* Assignment *
From the records below, count the lines holding the string "OptimizerError". Only the number is wanted.

* Dataset entries *
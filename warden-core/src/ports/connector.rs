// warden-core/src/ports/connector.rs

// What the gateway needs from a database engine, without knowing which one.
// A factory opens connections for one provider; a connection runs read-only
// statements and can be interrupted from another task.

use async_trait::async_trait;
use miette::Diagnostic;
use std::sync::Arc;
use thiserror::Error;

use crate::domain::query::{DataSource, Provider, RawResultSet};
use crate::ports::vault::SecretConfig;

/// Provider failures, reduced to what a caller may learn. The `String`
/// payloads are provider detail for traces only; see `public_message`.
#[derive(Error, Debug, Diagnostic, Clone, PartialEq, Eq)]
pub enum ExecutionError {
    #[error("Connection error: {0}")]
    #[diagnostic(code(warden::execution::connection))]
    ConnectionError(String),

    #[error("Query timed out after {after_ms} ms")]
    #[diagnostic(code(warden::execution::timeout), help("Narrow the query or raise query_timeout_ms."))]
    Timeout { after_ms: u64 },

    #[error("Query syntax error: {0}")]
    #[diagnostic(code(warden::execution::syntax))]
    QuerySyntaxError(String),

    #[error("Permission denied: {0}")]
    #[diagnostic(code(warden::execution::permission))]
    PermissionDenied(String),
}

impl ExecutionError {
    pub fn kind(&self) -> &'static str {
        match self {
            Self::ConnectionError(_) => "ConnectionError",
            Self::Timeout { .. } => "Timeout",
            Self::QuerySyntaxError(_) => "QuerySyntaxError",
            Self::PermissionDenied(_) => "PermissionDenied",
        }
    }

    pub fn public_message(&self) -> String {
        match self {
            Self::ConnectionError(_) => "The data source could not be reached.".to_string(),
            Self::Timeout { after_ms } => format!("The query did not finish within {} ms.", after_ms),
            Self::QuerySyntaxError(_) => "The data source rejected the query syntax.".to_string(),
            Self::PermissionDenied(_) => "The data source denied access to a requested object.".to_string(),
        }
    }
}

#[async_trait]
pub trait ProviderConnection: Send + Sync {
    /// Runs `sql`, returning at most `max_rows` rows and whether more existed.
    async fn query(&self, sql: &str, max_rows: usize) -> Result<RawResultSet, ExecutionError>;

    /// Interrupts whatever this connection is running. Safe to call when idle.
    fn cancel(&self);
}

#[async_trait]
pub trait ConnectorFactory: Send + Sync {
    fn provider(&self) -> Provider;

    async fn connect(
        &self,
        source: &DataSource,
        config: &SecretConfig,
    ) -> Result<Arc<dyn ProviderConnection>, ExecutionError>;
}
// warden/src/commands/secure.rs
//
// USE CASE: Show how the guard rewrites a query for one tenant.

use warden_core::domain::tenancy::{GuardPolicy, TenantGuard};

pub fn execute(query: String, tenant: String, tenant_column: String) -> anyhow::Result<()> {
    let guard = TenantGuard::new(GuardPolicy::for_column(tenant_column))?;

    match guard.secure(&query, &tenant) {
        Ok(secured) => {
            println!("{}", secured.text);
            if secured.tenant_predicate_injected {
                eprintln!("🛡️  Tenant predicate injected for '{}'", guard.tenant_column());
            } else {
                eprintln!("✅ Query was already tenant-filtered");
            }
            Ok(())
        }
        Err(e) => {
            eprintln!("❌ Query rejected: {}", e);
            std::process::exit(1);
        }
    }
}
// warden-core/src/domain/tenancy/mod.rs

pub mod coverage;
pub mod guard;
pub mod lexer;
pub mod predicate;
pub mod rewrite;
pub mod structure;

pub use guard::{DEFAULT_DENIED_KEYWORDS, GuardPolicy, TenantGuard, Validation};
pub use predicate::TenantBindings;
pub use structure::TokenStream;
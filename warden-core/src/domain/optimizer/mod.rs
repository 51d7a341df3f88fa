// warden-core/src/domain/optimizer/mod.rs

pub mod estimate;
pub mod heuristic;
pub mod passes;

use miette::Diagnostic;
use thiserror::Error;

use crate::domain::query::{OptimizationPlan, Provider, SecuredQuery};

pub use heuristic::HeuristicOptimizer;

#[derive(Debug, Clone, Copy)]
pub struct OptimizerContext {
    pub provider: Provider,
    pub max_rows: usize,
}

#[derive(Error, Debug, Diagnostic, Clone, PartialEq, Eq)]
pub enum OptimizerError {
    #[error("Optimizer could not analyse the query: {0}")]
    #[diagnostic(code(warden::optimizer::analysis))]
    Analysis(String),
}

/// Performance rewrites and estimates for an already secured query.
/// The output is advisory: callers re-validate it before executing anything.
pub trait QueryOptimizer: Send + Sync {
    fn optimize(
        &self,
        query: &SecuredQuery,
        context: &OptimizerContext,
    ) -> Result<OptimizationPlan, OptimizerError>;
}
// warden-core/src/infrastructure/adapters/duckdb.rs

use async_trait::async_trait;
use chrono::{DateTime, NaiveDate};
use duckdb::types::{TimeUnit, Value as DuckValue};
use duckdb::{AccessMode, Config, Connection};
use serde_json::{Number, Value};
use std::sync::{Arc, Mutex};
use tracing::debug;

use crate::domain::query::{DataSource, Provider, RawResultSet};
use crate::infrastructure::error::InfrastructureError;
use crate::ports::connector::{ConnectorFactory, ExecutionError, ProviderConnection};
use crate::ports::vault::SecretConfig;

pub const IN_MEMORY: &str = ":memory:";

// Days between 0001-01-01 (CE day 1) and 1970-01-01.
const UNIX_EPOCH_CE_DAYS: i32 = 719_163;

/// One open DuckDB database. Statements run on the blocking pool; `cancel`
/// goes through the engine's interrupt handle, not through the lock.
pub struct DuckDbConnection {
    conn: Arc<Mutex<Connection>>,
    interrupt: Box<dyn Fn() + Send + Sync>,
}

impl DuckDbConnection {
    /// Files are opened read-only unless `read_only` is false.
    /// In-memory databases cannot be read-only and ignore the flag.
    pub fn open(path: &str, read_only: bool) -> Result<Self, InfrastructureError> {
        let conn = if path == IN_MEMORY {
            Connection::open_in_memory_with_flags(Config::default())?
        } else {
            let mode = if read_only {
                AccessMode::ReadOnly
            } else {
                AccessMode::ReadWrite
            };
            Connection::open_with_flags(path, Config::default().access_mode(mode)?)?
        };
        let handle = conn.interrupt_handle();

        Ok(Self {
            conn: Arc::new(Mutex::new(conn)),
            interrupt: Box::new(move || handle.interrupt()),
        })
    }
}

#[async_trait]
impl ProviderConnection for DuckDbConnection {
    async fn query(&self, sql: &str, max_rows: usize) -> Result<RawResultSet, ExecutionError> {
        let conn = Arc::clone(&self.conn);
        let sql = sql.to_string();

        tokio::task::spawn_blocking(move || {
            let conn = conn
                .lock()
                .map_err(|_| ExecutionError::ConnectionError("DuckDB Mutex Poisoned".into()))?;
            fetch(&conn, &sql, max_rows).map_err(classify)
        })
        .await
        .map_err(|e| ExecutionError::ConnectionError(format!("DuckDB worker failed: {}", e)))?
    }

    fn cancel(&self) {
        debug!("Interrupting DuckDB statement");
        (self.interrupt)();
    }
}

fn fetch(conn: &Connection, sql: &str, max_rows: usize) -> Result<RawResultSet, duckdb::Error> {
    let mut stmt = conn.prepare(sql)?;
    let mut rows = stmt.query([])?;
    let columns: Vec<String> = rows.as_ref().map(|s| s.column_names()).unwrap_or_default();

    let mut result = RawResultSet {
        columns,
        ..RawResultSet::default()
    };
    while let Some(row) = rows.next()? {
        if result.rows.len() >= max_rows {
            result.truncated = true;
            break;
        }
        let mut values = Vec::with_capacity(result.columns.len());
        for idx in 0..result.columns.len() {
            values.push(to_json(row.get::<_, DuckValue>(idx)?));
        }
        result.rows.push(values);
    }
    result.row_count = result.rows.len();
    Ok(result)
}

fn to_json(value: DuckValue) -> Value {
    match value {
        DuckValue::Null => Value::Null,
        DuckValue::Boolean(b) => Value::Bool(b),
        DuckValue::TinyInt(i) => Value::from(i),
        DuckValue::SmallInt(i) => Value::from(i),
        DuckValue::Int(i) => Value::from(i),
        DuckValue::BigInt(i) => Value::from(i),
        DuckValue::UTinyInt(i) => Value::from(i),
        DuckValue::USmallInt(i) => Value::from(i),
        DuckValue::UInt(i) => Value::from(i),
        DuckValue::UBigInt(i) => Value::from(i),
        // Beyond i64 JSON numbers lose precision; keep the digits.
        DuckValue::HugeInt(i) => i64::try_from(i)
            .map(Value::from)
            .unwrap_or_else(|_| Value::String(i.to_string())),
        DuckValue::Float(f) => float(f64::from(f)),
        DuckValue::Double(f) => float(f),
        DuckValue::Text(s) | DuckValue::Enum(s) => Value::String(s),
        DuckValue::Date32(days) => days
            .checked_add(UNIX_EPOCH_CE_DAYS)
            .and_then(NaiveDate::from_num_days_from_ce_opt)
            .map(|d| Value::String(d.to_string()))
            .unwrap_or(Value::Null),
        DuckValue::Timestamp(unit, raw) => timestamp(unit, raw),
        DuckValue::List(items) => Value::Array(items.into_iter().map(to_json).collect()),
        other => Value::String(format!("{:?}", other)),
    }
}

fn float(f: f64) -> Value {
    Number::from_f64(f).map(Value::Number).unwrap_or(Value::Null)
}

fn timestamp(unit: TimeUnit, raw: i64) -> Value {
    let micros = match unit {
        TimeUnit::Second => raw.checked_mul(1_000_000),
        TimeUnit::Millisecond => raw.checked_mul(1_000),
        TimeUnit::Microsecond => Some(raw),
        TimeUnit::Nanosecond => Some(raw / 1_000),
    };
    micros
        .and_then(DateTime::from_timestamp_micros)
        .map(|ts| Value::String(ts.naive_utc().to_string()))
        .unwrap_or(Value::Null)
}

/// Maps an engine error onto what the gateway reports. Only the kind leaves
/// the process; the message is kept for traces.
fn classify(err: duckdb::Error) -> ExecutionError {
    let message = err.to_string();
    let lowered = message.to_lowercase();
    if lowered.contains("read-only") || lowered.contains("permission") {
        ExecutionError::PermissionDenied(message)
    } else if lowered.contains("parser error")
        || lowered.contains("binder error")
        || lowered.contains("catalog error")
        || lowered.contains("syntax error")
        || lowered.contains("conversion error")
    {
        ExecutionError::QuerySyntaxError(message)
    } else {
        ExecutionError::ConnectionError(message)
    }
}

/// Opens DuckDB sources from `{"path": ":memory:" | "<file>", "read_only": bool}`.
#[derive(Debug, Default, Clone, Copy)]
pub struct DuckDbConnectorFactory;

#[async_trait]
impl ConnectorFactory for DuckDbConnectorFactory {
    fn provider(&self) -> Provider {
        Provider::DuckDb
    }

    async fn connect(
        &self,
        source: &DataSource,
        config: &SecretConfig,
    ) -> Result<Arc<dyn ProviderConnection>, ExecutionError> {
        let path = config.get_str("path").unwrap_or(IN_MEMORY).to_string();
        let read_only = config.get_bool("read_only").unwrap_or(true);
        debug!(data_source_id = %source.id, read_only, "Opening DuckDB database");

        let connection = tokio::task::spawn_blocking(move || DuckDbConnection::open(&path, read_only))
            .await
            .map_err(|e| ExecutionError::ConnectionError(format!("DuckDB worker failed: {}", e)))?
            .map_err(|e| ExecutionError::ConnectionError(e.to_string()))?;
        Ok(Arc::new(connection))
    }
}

...

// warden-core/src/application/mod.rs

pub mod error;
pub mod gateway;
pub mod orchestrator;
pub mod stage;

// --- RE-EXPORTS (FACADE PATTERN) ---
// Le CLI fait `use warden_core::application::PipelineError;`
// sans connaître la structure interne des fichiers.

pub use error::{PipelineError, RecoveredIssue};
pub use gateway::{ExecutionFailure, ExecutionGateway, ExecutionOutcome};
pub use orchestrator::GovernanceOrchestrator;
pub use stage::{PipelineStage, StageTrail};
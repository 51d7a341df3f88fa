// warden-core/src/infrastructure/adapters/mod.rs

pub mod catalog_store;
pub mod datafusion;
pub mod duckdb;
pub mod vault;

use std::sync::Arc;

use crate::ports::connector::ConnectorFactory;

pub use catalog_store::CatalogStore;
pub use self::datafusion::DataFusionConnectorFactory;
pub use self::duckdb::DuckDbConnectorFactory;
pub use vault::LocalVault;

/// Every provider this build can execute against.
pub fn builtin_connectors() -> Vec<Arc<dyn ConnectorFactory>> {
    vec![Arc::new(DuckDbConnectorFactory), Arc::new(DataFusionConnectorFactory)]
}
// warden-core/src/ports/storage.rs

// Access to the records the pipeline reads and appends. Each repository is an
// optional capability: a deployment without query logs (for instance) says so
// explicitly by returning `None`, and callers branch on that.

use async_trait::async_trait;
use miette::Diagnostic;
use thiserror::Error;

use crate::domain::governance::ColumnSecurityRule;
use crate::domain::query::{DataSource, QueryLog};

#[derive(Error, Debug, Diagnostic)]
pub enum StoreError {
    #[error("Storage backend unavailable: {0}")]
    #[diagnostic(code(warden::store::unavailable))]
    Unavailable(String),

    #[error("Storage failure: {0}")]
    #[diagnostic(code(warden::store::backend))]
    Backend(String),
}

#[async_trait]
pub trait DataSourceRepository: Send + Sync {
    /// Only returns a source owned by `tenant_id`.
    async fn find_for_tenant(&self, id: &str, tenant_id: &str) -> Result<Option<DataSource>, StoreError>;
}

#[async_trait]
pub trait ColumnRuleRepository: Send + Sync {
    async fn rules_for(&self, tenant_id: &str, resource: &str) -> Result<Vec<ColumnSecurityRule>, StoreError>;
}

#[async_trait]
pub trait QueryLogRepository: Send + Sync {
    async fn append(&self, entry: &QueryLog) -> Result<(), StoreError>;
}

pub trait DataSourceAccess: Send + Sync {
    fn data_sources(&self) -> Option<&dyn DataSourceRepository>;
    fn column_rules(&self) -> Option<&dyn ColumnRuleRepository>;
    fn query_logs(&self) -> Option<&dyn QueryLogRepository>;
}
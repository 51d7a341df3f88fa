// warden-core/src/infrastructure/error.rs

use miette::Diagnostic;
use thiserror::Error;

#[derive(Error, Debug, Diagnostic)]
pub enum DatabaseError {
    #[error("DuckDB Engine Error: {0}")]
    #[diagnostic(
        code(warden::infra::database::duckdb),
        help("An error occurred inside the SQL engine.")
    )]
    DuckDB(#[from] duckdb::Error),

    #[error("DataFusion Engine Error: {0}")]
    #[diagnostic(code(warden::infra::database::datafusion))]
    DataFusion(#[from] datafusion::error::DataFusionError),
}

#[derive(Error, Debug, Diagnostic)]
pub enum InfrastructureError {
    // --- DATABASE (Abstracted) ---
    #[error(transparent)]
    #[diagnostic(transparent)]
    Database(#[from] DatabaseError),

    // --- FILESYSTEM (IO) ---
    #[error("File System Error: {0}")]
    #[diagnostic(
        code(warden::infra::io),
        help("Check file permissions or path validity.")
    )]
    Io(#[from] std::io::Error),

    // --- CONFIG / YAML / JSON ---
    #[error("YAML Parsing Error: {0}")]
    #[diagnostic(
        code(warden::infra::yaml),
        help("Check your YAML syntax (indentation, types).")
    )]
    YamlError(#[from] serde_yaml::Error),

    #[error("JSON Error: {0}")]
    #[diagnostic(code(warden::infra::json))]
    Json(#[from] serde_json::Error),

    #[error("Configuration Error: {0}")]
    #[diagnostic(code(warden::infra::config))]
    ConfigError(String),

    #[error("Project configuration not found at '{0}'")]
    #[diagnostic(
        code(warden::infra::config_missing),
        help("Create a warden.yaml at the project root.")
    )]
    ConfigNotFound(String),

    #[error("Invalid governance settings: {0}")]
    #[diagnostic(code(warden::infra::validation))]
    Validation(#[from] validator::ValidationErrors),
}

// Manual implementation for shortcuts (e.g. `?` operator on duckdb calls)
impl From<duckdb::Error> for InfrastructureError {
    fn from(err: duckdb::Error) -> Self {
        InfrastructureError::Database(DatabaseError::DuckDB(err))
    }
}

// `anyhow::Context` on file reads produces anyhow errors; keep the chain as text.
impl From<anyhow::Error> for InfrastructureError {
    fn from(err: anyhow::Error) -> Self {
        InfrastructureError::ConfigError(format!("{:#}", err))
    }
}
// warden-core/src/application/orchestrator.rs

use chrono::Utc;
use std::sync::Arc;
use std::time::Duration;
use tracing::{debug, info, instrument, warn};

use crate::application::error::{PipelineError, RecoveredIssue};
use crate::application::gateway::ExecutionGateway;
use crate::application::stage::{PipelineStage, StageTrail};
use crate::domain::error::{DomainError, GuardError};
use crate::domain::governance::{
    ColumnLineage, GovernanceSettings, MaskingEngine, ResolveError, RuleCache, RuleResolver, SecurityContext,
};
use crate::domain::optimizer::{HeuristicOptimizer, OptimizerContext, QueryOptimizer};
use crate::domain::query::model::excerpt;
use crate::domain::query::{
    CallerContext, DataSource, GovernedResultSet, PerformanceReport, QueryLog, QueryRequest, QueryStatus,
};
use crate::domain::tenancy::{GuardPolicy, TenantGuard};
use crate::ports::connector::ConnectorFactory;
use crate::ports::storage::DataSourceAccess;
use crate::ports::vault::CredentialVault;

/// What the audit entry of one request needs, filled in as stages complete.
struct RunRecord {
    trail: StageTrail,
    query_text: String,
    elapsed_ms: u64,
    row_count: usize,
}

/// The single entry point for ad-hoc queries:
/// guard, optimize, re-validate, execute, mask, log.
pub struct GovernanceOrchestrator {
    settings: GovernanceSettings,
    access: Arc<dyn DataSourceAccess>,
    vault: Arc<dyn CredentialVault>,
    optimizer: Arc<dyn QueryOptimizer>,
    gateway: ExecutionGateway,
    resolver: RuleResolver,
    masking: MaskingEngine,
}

* Exercise solution *
2